-------- LISTED RECORDS

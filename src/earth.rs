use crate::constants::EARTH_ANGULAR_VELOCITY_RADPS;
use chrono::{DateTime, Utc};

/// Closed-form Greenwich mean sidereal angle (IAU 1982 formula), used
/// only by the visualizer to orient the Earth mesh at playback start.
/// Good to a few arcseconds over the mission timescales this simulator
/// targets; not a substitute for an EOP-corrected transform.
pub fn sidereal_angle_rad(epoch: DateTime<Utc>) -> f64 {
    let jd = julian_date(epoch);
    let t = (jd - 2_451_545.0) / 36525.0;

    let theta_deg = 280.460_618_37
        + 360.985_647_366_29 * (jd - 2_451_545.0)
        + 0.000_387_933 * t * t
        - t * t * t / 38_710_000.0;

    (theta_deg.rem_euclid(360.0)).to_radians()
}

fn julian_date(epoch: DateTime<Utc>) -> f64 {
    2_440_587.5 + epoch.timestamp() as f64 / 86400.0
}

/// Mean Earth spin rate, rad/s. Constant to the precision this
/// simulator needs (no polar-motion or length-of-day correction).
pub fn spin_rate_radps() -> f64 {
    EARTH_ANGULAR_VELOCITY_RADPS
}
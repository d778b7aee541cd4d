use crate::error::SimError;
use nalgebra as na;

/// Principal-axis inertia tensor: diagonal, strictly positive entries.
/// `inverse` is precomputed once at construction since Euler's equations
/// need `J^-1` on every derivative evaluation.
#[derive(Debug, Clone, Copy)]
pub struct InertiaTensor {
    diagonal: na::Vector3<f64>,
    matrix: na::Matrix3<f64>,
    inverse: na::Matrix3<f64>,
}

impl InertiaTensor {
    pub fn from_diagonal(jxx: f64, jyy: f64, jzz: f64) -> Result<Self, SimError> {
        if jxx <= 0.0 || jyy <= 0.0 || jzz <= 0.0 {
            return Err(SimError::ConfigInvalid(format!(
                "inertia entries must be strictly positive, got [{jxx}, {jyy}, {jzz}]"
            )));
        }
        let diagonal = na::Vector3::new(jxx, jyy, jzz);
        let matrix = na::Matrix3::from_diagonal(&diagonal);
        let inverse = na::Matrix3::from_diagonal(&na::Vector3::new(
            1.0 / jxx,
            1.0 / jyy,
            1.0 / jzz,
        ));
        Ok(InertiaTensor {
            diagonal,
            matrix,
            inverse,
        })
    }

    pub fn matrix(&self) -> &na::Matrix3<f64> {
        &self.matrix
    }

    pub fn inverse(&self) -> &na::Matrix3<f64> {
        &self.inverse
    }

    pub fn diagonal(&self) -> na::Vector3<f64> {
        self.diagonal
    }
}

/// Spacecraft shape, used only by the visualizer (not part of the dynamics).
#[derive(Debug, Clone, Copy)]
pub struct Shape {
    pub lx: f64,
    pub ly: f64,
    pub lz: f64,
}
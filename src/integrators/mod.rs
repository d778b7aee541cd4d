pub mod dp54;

----------------
-------- LISTED RECORDS

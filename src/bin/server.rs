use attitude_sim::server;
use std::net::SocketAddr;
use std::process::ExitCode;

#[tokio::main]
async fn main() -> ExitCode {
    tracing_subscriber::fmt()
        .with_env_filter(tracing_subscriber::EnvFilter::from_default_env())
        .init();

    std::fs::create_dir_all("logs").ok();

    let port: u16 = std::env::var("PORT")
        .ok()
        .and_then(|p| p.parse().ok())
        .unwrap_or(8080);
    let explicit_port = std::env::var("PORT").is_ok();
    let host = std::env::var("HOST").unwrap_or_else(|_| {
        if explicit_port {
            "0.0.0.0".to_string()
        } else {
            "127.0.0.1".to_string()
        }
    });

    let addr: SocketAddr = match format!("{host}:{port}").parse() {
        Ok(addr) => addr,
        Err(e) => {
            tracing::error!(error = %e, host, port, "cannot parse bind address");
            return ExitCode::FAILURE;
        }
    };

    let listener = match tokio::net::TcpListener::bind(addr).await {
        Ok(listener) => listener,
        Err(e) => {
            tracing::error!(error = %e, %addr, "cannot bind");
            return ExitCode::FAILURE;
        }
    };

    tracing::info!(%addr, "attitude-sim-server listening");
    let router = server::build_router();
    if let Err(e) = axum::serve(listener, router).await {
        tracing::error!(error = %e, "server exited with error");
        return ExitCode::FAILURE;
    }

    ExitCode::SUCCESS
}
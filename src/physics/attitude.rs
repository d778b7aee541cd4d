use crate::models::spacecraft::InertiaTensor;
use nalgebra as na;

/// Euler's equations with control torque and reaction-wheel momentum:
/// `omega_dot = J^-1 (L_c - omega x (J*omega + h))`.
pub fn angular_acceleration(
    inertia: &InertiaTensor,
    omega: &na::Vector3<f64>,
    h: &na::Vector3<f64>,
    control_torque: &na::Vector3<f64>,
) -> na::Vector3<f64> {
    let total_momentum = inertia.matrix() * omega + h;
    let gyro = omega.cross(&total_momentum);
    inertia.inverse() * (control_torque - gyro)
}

----------------

## AIM OF THE TASK
What lines above hold the word "filename"? List them all.

## RESULT FOR THIS TASK
filename src/earth.rs
filename src/integrators/mod.rs
filename src/bin/server.rs
filename src/physics/attitude.rs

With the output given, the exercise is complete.